Situational awareness is defined as "the understanding of an environment, its elements, and how it changes with respect to time or other factors. It is also defined as the perception of the elements in the environment considering time and space, the understanding of their meaning, and the prediction of their status in the near future."

How does it fit into software diagnostics, which is often incorrectly perceived as an analysis of the past (which is forensics)? To answer this question with examples from pattern-oriented software diagnostics (and forensics and prognostics), we should map the three levels of situational awareness (Endsley's model):

Perception – noticing key environmental forensic, diagnostic, and prognostic elements: symptoms, signs, syndromes, alerts, anomalies, and counters.

Comprehension – understanding the situation, what’s going wrong and what’s going on at the particular moment in time and place in memory space (and trace space), and what those key elements mean in current (and past) local immediate and wider big-picture context: software internals and analysis patterns (Fault Context, Message Context, Dump Context, Activity Context, Trace Context), whether they are related to a potential root cause or just surface phenomena (Effect Component). Here, attention to detail is very important.

Projection – anticipating the future: how the situation would have evolved if we had collected diagnostic artifacts later, for example, Near Exception, or the environment had changed (Changed Environment), and plenty of trace and log analysis patterns related to prognostics. It also includes avoiding unintended side effects when acting (providing recommendations), for example, the Instrumentation Side Effect.

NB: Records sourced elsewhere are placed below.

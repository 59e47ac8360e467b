//! Purpose: Read esorex-compatible `esorex.rc` settings and `.sof` frame lists.
//! Exports: `RcConfig`, `load_rc`, `parse_rc`, `load_sof`, `parse_sof`, `default_rc_path`.
//! Role: Host configuration for the CLI; nothing in `core` depends on it.
//! Invariants: Default rc path remains `~/.esorex/esorex.rc`.
//! Invariants: Relative sof filenames resolve against the sof file's directory.

use std::fs;
use std::path::{Path, PathBuf};

use crate::core::error::{Error, ErrorKind};
use crate::core::frames::{Frame, FrameGroup};

const RECIPE_DIR_KEY: &str = "esorex.caller.recipe-dir";
const MSG_LEVEL_KEY: &str = "esorex.caller.msg-level";
const LOG_LEVEL_KEY: &str = "esorex.caller.log-level";
const LOG_FILE_KEY: &str = "esorex.caller.log-file";
const OUTPUT_DIR_KEY: &str = "esorex.caller.output-dir";

#[derive(Clone, Debug, Default, Eq, PartialEq)]
pub struct RcConfig {
    pub recipe_dirs: Vec<PathBuf>,
    pub msg_level: Option<String>,
    pub log_level: Option<String>,
    pub log_file: Option<PathBuf>,
    pub output_dir: Option<PathBuf>,
    /// Remaining `key=value` pairs, candidates for recipe parameters.
    pub recipe_params: Vec<(String, String)>,
}

impl RcConfig {
    /// Parameter settings whose dotted key names `recipe` as one of its segments.
    pub fn params_for(&self, recipe: &str) -> Vec<(String, String)> {
        self.recipe_params
            .iter()
            .filter(|(key, _)| key.split('.').any(|segment| segment == recipe))
            .cloned()
            .collect()
    }
}

pub fn default_rc_path() -> PathBuf {
    let home = std::env::var_os("HOME").unwrap_or_default();
    PathBuf::from(home).join(".esorex").join("esorex.rc")
}

pub fn load_rc(path: &Path) -> Result<RcConfig, Error> {
    let text = read_text(path)?;
    Ok(parse_rc(&text))
}

pub fn parse_rc(text: &str) -> RcConfig {
    let mut config = RcConfig::default();
    for line in text.lines() {
        let line = line.trim();
        if line.is_empty() || line.starts_with('#') {
            continue;
        }
        let Some((key, value)) = line.split_once('=') else {
            continue;
        };
        let (key, value) = (key.trim(), value.trim());
        if key.is_empty() || value.is_empty() {
            continue;
        }
        match key {
            RECIPE_DIR_KEY => {
                config.recipe_dirs = value
                    .split(':')
                    .filter(|dir| !dir.is_empty())
                    .map(PathBuf::from)
                    .collect();
            }
            MSG_LEVEL_KEY => config.msg_level = Some(value.to_string()),
            LOG_LEVEL_KEY => config.log_level = Some(value.to_string()),
            LOG_FILE_KEY => config.log_file = Some(PathBuf::from(value)),
            OUTPUT_DIR_KEY => config.output_dir = Some(PathBuf::from(value)),
            _ => config.recipe_params.push((key.to_string(), value.to_string())),
        }
    }
    config
}

pub fn load_sof(path: &Path) -> Result<Vec<Frame>, Error> {
    let text = read_text(path)?;
    let base = path.parent().unwrap_or_else(|| Path::new("."));
    parse_sof(&text, base).map_err(|err| err.with_path(path))
}

/// Parses `filename tag [group]` lines.
pub fn parse_sof(text: &str, base: &Path) -> Result<Vec<Frame>, Error> {
    let mut frames = Vec::new();
    for (index, line) in text.lines().enumerate() {
        let line = line.trim();
        if line.is_empty() || line.starts_with('#') {
            continue;
        }
        let mut fields = line.split_whitespace();
        let (Some(filename), Some(tag)) = (fields.next(), fields.next()) else {
            return Err(sof_error(index, "expected 'filename tag [group]'"));
        };
        let group = match fields.next() {
            None => FrameGroup::None,
            Some(text) => FrameGroup::parse(text)
                .ok_or_else(|| sof_error(index, &format!("unknown frame group '{text}'")))?,
        };
        if fields.next().is_some() {
            return Err(sof_error(index, "too many fields"));
        }
        let filename = Path::new(filename);
        let filename = if filename.is_absolute() {
            filename.to_path_buf()
        } else {
            base.join(filename)
        };
        frames.push(Frame::new(tag, filename).with_group(group));
    }
    Ok(frames)
}

fn sof_error(index: usize, detail: &str) -> Error {
    Error::new(ErrorKind::Usage)
        .with_message(format!("malformed sof line {}: {detail}", index + 1))
        .with_hint("Each line is 'filename tag [group]'; group is raw, calib, product, or none.")
}

fn read_text(path: &Path) -> Result<String, Error> {
    fs::read_to_string(path).map_err(|err| {
        Error::new(ErrorKind::Io)
            .with_message("failed to read configuration file")
            .with_path(path)
            .with_source(err)
    })
}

In summary, situational awareness in software diagnostics, forensics, and prognostics involves maintaining an appropriate mental model of the system as seen from forensics and diagnostic artifacts (including live ones) and continuous perception, understanding, and anticipation of the system's state, anomalies, potential not-yet-discovered patterns, and future failures while performing a diagnostic (forensic, prognostic) analysis.